__Description of the task__.
Where does the string "Deserialize" appear in the listing below? Copy every line where it does.

__Input data__.
use crate::error::AppError;
use harmonic_colors::{ExtractionConfig, Rect, Side};
use serde::{Deserialize, Serialize};
use std::path::Path;

/// Extraction settings loaded from harmonic.yaml
///
/// Every field is optional. A side split and explicit regions are mutually
/// exclusive; leaving both out samples the whole image for both passes.
#[derive(Debug, Clone, Default, PartialEq, Deserialize, Serialize)]
pub struct Settings {
    /// Side of the image the background is sampled from
    #[serde(default)]
    pub side: Option<Side>,

    /// Where the text area starts along the split axis (requires `side`)
    #[serde(default)]
    pub fraction: Option<f32>,

    /// Downsample target in pixels
    #[serde(default)]
    pub resize_area: Option<u32>,

    #[serde(default)]
    pub background_region: Option<Rect>,

    #[serde(default)]
    pub foreground_region: Option<Rect>,
}

impl Settings {
    /// Conventional settings file name, looked up in the working directory
    pub const FILE_NAME: &'static str = "harmonic.yaml";

    pub fn load(path: &Path) -> Result<Self, AppError> {
        let content = std::fs::read_to_string(path)?;
        let settings: Self = serde_yaml::from_str(&content)?;
        tracing::info!(
            path = %path.display(),
            side = ?settings.side,
            resize_area = ?settings.resize_area,
            "Loaded settings"
        );
        Ok(settings)
    }

    /// Fields set in `overrides` replace the ones in `self`.
    pub fn overridden_by(self, overrides: Settings) -> Settings {
        Settings {
            side: overrides.side.or(self.side),
            fraction: overrides.fraction.or(self.fraction),
            resize_area: overrides.resize_area.or(self.resize_area),
            background_region: overrides.background_region.or(self.background_region),
            foreground_region: overrides.foreground_region.or(self.foreground_region),
        }
    }

    pub fn into_config(self) -> Result<ExtractionConfig, AppError> {
        let mut builder = ExtractionConfig::builder();

        match (self.side, self.fraction) {
            (Some(side), Some(fraction)) => builder = builder.split_at(side, fraction),
            (Some(side), None) => builder = builder.split(side),
            (None, Some(_)) => {
                return Err(AppError::Settings("fraction requires a side".to_string()));
            }
            (None, None) => {}
        }
        if let Some(rect) = self.background_region {
            builder = builder.background_region(rect);
        }
        if let Some(rect) = self.foreground_region {
            builder = builder.foreground_region(rect);
        }
        if let Some(area) = self.resize_area {
            builder = builder.resize_area(area);
        }

        Ok(builder.build()?)
    }
}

__Reply to the exercise__.
use serde::{Deserialize, Serialize};
#[derive(Debug, Clone, Default, PartialEq, Deserialize, Serialize)]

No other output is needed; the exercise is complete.